Acordo UE-Mercosul: como a União Europeia tentou agradar o agro europeu com benefícios financeiros, proibição de agrotóxicos, isenções fiscais e proteção de produtos locais
Medidas negociadas pela UE para convencer agricultores e parlamentares, incluindo isenções fiscais, salvaguardas para denominações locais e restrições a pesticidas para aprovar o acordo UE-Mercosul
A União Europeia adotou uma série de concessões e garantias para tentar obter o apoio do setor agrícola e de parlamentares ao acordo com o Mercosul.
Entre as ações estão compensações financeiras, limites a determinados agrotóxicos, medidas para proteger indicações geográficas de produtos europeus e isenções de taxas para alguns setores.
Essas iniciativas visaram reduzir a resistência interna ao texto, conforme informação divulgada pelo g1.
O que a UE ofereceu para o agro europeu
Segundo a cobertura do g1, “Benefícios financeiros, proibição de agrotóxicos, isenção de taxas e proteções aos produtos locais estão entre as medidas tomadas.” Essas foram as linhas centrais usadas para negociar apoio ao acordo UE-Mercosul.

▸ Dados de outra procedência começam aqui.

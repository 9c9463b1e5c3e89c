//! AWS Lambda adapter.
//!
//! Feeds runtime invocations into a shared [`Function`].

use std::sync::Arc;
use std::time::Duration;

use lambda_runtime::{service_fn, Error as LambdaError, LambdaEvent};
use serde_json::Value;
use tracing::debug;

use crate::function::Function;

/// Time kept back from the runtime deadline so the 504 reaches the caller.
const DEADLINE_MARGIN_MS: u64 = 250;

/// Runs the Lambda event loop until the runtime shuts the environment down.
pub async fn run(function: Arc<Function>) -> Result<(), LambdaError> {
    lambda_runtime::run(service_fn(move |event: LambdaEvent<Value>| {
        let function = Arc::clone(&function);
        async move {
            let now_ms = chrono::Utc::now().timestamp_millis().max(0) as u64;
            let budget = budget_for(function.budget(), event.context.deadline, now_ms);
            debug!(
                request_id = %event.context.request_id,
                budget_ms = budget.as_millis() as u64,
                "invocation received"
            );
            Ok::<Value, LambdaError>(function.handle_within(event.payload, budget).await)
        }
    }))
    .await
}

/// The configured budget, capped by what remains before the runtime deadline.
pub fn budget_for(configured: Duration, deadline_ms: u64, now_ms: u64) -> Duration {
    let remaining = deadline_ms
        .saturating_sub(now_ms)
        .saturating_sub(DEADLINE_MARGIN_MS);
    configured.min(Duration::from_millis(remaining))
}

#[cfg(test)]
mod tests {
    use super::*;

    #[test]
    fn test_budget_uses_configured_when_deadline_is_far() {
        let budget = budget_for(Duration::from_secs(10), 1_000_000, 0);
        assert_eq!(budget, Duration::from_secs(10));
    }

    #[test]
    fn test_budget_is_capped_by_deadline() {
        let budget = budget_for(Duration::from_secs(10), 5_000, 2_000);
        assert_eq!(budget, Duration::from_millis(2_750));
    }

    #[test]
    fn test_budget_past_deadline_is_zero() {
        assert_eq!(budget_for(Duration::from_secs(10), 1_000, 5_000), Duration::ZERO);
    }
}
//! API Handlers
//!
//! Turns a resolved route into a response, reading through the document
//! cache for everything except preflight and health.

use std::sync::Arc;

use axum::http::{header, HeaderValue, Method, StatusCode};
use bytes::Bytes;
use tracing::{debug, warn};

use super::cors::CorsPolicy;
use super::request::Request;
use super::response::{http_date, Response, X_CACHE};
use super::routes::{resolve, Route};
use crate::cache::{CacheRead, DocumentCache};
use crate::error::{ApiError, Result};
use crate::models::{HealthResponse, QueryResponse};

/// Shared request dispatcher.
///
/// Holds the process-wide document cache; cloning is cheap and every clone
/// reads through the same cache.
#[derive(Clone)]
pub struct Dispatcher {
    cache: Arc<DocumentCache>,
    cors: CorsPolicy,
    stage: String,
    response_max_age: u64,
}

impl Dispatcher {
    pub fn new(
        cache: Arc<DocumentCache>,
        cors: CorsPolicy,
        stage: impl Into<String>,
        response_max_age: u64,
    ) -> Self {
        Self {
            cache,
            cors,
            stage: stage.into(),
            response_max_age,
        }
    }

    pub fn cache(&self) -> &Arc<DocumentCache> {
        &self.cache
    }

    pub fn cors(&self) -> &CorsPolicy {
        &self.cors
    }

    // == Route ==
    /// Answers one request. Never fails: errors become `{error, detail}` bodies.
    pub async fn route(&self, request: &Request) -> Response {
        let response = match self.try_route(request).await {
            Ok(response) => response,
            Err(err) => {
                if err.status().is_server_error() {
                    warn!(path = %request.path, error = %err, "request failed");
                } else {
                    debug!(path = %request.path, error = %err, "request rejected");
                }
                err.into_response(&self.cors)
            }
        };

        if request.method == Method::HEAD {
            response.without_body()
        } else {
            response
        }
    }

    async fn try_route(&self, request: &Request) -> Result<Response> {
        match resolve(request)? {
            Route::Preflight => Ok(self.preflight()),
            Route::Health => Ok(self.health().await),
            Route::Document => {
                let read = self.cache.get_or_refresh().await?;
                let body = read.document().body().clone();
                Ok(self.document_response(&read, body))
            }
            Route::Select { pointer } => {
                let read = self.cache.get_or_refresh().await?;
                let value = read
                    .document()
                    .value()
                    .pointer(&pointer)
                    .ok_or_else(|| not_found(request))?;
                let body = serde_json::to_vec(value)
                    .map_err(|e| ApiError::Internal(format!("encoding sub-document: {e}")))?;
                Ok(self.document_response(&read, Bytes::from(body)))
            }
            Route::Query { pointer, filter } => {
                let read = self.cache.get_or_refresh().await?;
                let collection = read
                    .document()
                    .value()
                    .pointer(&pointer)
                    .ok_or_else(|| not_found(request))?;
                let results = filter.apply(collection).ok_or_else(|| {
                    ApiError::BadRequest(format!(
                        "{} is not a collection and cannot be filtered",
                        request.path
                    ))
                })?;

                let body = QueryResponse {
                    path: request.path.clone(),
                    count: results.len(),
                    results,
                    last_updated: last_updated(&read).map(|at| at.to_rfc3339()),
                };
                let encoded = serde_json::to_vec(&body)
                    .map_err(|e| ApiError::Internal(format!("encoding query result: {e}")))?;
                Ok(self.document_response(&read, Bytes::from(encoded)))
            }
        }
    }

    fn preflight(&self) -> Response {
        let mut response = Response::new(StatusCode::NO_CONTENT);
        self.cors.apply_preflight(&mut response.headers);
        response
    }

    async fn health(&self) -> Response {
        let body = HealthResponse::healthy(self.stage.clone(), self.cache.snapshot().await);
        let mut response = Response::json(StatusCode::OK, &body);
        response
            .headers
            .insert(header::CACHE_CONTROL, HeaderValue::from_static("no-store"));
        self.cors.apply(&mut response.headers);
        response
    }

    /// 200 with cache provenance headers.
    fn document_response(&self, read: &CacheRead, body: Bytes) -> Response {
        let mut response = Response::raw_json(StatusCode::OK, body);
        let headers = &mut response.headers;

        let cache_control = if read.status.is_stale() {
            HeaderValue::from_static("no-cache")
        } else {
            HeaderValue::from_str(&format!("public, max-age={}", self.response_max_age))
                .unwrap_or_else(|_| HeaderValue::from_static("no-cache"))
        };
        headers.insert(header::CACHE_CONTROL, cache_control);
        headers.insert(X_CACHE, HeaderValue::from_static(read.status.label()));

        if let Some(value) = last_updated(read).and_then(|at| HeaderValue::from_str(&http_date(at)).ok()) {
            headers.insert(header::LAST_MODIFIED, value);
        }
        if read.status.is_stale() {
            headers.insert(
                header::WARNING,
                HeaderValue::from_static("110 - \"Response is Stale\""),
            );
        }

        self.cors.apply(headers);
        response
    }
}

fn last_updated(read: &CacheRead) -> Option<chrono::DateTime<chrono::Utc>> {
    read.document().metadata().last_modified
}

fn not_found(request: &Request) -> ApiError {
    ApiError::NotFound(format!("no resource at {}", request.path))
}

As compensações financeiras foram pensadas para amenizar perdas de produtores que poderiam enfrentar concorrência maior de produtos sul-americanos, com fundos e programas estruturados para modernização e adaptação de cultivos.
A proibição de alguns agrotóxicos funcionou como um aceno às preocupações ambientais e sanitárias de deputados e de parte do eleitorado rural, embora o detalhamento técnico e a lista de substâncias tenham gerado debates entre especialistas.
Além disso, foram negociadas isenções ou regimes fiscais temporários para setores específicos, buscando proteger cadeias de valor vulneráveis enquanto as economias se ajustam ao novo fluxo de comércio entre UE e Mercosul.
Proteção de produtos locais e indicações geográficas
Um ponto central das tratativas para aprovar o acordo UE-Mercosul foi garantir salvaguardas para denominações de origem e produtos tradicionais europeus, como queijos e vinhos, para evitar perda de mercado por imitadores.
Essas proteções foram apresentadas como forma de manter o valor agregado de produtos locais e preservar padrões de produção, o que serviu para atrair apoio de associações regionais e deputados preocupados com identidades territoriais.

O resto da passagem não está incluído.